### WORK ORDER
All the records below must be returned exactly as they stand.

### EXERCISE INPUTS
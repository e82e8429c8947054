//! Mixed content blocking.

use url::Url;

use crate::config::MixedContentConfig;
use crate::content_policy::{ContentPolicy, ContentPolicyRequest, ContentPolicyType, Verdict};

/// Blocks insecure subresources of secure documents.
#[derive(Clone, Debug, Default)]
pub struct MixedContentBlocker {
    /// Whether strict blocking is enabled.
    strict_mode: bool,
    /// Whether to upgrade insecure requests.
    upgrade_insecure: bool,
}

impl MixedContentBlocker {
    pub fn new() -> Self {
        Self::default()
    }

    pub fn from_config(config: &MixedContentConfig) -> Self {
        Self {
            strict_mode: config.strict,
            upgrade_insecure: config.upgrade_insecure,
        }
    }

    pub fn set_strict_mode(&mut self, strict: bool) {
        self.strict_mode = strict;
    }

    pub fn set_upgrade_insecure(&mut self, upgrade: bool) {
        self.upgrade_insecure = upgrade;
    }

    /// Classify a load of `resource_url` from a document at `page_url`.
    pub fn check(
        &self,
        page_url: &Url,
        resource_url: &Url,
        content_type: MixedContentType,
    ) -> MixedContentCheck {
        if page_url.scheme() != "https" || is_secure_scheme(resource_url.scheme()) {
            return MixedContentCheck::Allowed;
        }

        if self.upgrade_insecure && matches!(resource_url.scheme(), "http" | "ws") {
            return MixedContentCheck::Upgrade;
        }

        match content_type {
            MixedContentType::Passive if !self.strict_mode => MixedContentCheck::Warn,
            _ => MixedContentCheck::Blocked,
        }
    }

    /// The secure URL a load of `resource_url` from a document at
    /// `page_url` must be sent to instead, when insecure requests are
    /// upgraded.
    pub fn upgrade_target(&self, page_url: &Url, resource_url: &Url) -> Option<Url> {
        if !self.upgrade_insecure || page_url.scheme() != "https" {
            return None;
        }
        Self::upgrade_url(resource_url)
    }

    /// Upgrade an insecure URL to its secure counterpart.
    pub fn upgrade_url(url: &Url) -> Option<Url> {
        let scheme = match url.scheme() {
            "http" => "https",
            "ws" => "wss",
            _ => return None,
        };
        let mut upgraded = url.clone();
        upgraded.set_scheme(scheme).ok()?;
        Some(upgraded)
    }
}

impl ContentPolicy for MixedContentBlocker {
    fn should_load(&self, request: &ContentPolicyRequest<'_>) -> Verdict {
        let Some(page_url) = request.loading_principal.uri() else {
            return Verdict::Accept;
        };

        let content_type = MixedContentType::from_policy_type(request.policy_type);
        match self.check(page_url, request.content_location, content_type) {
            MixedContentCheck::Allowed => Verdict::Accept,
            // Channels rewrite upgradable URLs before the checks run, so an
            // insecure URL seen here was never upgraded.
            MixedContentCheck::Upgrade => {
                tracing::warn!(
                    page = %page_url,
                    url = %request.content_location,
                    "blocked insecure request that was not upgraded"
                );
                Verdict::RejectRequest
            }
            MixedContentCheck::Warn => {
                tracing::warn!(
                    page = %page_url,
                    url = %request.content_location,
                    "loading mixed (insecure) content on a secure page"
                );
                Verdict::AcceptAndNote
            }
            MixedContentCheck::Blocked => {
                tracing::warn!(
                    page = %page_url,
                    url = %request.content_location,
                    "blocked loading mixed active content"
                );
                Verdict::RejectRequest
            }
        }
    }
}

/// Type of mixed content.
#[derive(Clone, Copy, Debug, PartialEq, Eq)]
pub enum MixedContentType {
    /// Can script or restyle the page.
    Active,
    /// Only displayed (images, media).
    Passive,
}

impl MixedContentType {
    pub fn from_policy_type(policy_type: ContentPolicyType) -> Self {
        match policy_type {
            ContentPolicyType::Image | ContentPolicyType::Imageset | ContentPolicyType::Media => {
                MixedContentType::Passive
            }
            _ => MixedContentType::Active,
        }
    }
}

/// Result of mixed content check.
#[derive(Clone, Copy, Debug, PartialEq, Eq)]
pub enum MixedContentCheck {
    Allowed,
    Upgrade,
    Warn,
    Blocked,
}

fn is_secure_scheme(scheme: &str) -> bool {
    !matches!(scheme, "http" | "ws" | "ftp")
}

### SOLVED EXERCISE
repository e82e8429c8947054
//! Mixed content blocking.

use url::Url;

use crate::config::MixedContentConfig;
use crate::content_policy::{ContentPolicy, ContentPolicyRequest, ContentPolicyType, Verdict};

/// Blocks insecure subresources of secure documents.
#[derive(Clone, Debug, Default)]
pub struct MixedContentBlocker {
    /// Whether strict blocking is enabled.
    strict_mode: bool,
    /// Whether to upgrade insecure requests.
    upgrade_insecure: bool,
}

impl MixedContentBlocker {
    pub fn new() -> Self {
        Self::default()
    }

    pub fn from_config(config: &MixedContentConfig) -> Self {
        Self {
            strict_mode: config.strict,
            upgrade_insecure: config.upgrade_insecure,
        }
    }

    pub fn set_strict_mode(&mut self, strict: bool) {
        self.strict_mode = strict;
    }

    pub fn set_upgrade_insecure(&mut self, upgrade: bool) {
        self.upgrade_insecure = upgrade;
    }

    /// Classify a load of `resource_url` from a document at `page_url`.
    pub fn check(
        &self,
        page_url: &Url,
        resource_url: &Url,
        content_type: MixedContentType,
    ) -> MixedContentCheck {
        if page_url.scheme() != "https" || is_secure_scheme(resource_url.scheme()) {
            return MixedContentCheck::Allowed;
        }

        if self.upgrade_insecure && matches!(resource_url.scheme(), "http" | "ws") {
            return MixedContentCheck::Upgrade;
        }

        match content_type {
            MixedContentType::Passive if !self.strict_mode => MixedContentCheck::Warn,
            _ => MixedContentCheck::Blocked,
        }
    }

    /// The secure URL a load of `resource_url` from a document at
    /// `page_url` must be sent to instead, when insecure requests are
    /// upgraded.
    pub fn upgrade_target(&self, page_url: &Url, resource_url: &Url) -> Option<Url> {
        if !self.upgrade_insecure || page_url.scheme() != "https" {
            return None;
        }
        Self::upgrade_url(resource_url)
    }

    /// Upgrade an insecure URL to its secure counterpart.
    pub fn upgrade_url(url: &Url) -> Option<Url> {
        let scheme = match url.scheme() {
            "http" => "https",
            "ws" => "wss",
            _ => return None,
        };
        let mut upgraded = url.clone();
        upgraded.set_scheme(scheme).ok()?;
        Some(upgraded)
    }
}

impl ContentPolicy for MixedContentBlocker {
    fn should_load(&self, request: &ContentPolicyRequest<'_>) -> Verdict {
        let Some(page_url) = request.loading_principal.uri() else {
            return Verdict::Accept;
        };

        let content_type = MixedContentType::from_policy_type(request.policy_type);
        match self.check(page_url, request.content_location, content_type) {
            MixedContentCheck::Allowed => Verdict::Accept,
            // Channels rewrite upgradable URLs before the checks run, so an
            // insecure URL seen here was never upgraded.
            MixedContentCheck::Upgrade => {
                tracing::warn!(
                    page = %page_url,
                    url = %request.content_location,
                    "blocked insecure request that was not upgraded"
                );
                Verdict::RejectRequest
            }
            MixedContentCheck::Warn => {
                tracing::warn!(
                    page = %page_url,
                    url = %request.content_location,
                    "loading mixed (insecure) content on a secure page"
                );
                Verdict::AcceptAndNote
            }
            MixedContentCheck::Blocked => {
                tracing::warn!(
                    page = %page_url,
                    url = %request.content_location,
                    "blocked loading mixed active content"
                );
                Verdict::RejectRequest
            }
        }
    }
}

/// Type of mixed content.
#[derive(Clone, Copy, Debug, PartialEq, Eq)]
pub enum MixedContentType {
    /// Can script or restyle the page.
    Active,
    /// Only displayed (images, media).
    Passive,
}

impl MixedContentType {
    pub fn from_policy_type(policy_type: ContentPolicyType) -> Self {
        match policy_type {
            ContentPolicyType::Image | ContentPolicyType::Imageset | ContentPolicyType::Media => {
                MixedContentType::Passive
            }
            _ => MixedContentType::Active,
        }
    }
}

/// Result of mixed content check.
#[derive(Clone, Copy, Debug, PartialEq, Eq)]
pub enum MixedContentCheck {
    Allowed,
    Upgrade,
    Warn,
    Blocked,
}

fn is_secure_scheme(scheme: &str) -> bool {
    !matches!(scheme, "http" | "ws" | "ftp")
}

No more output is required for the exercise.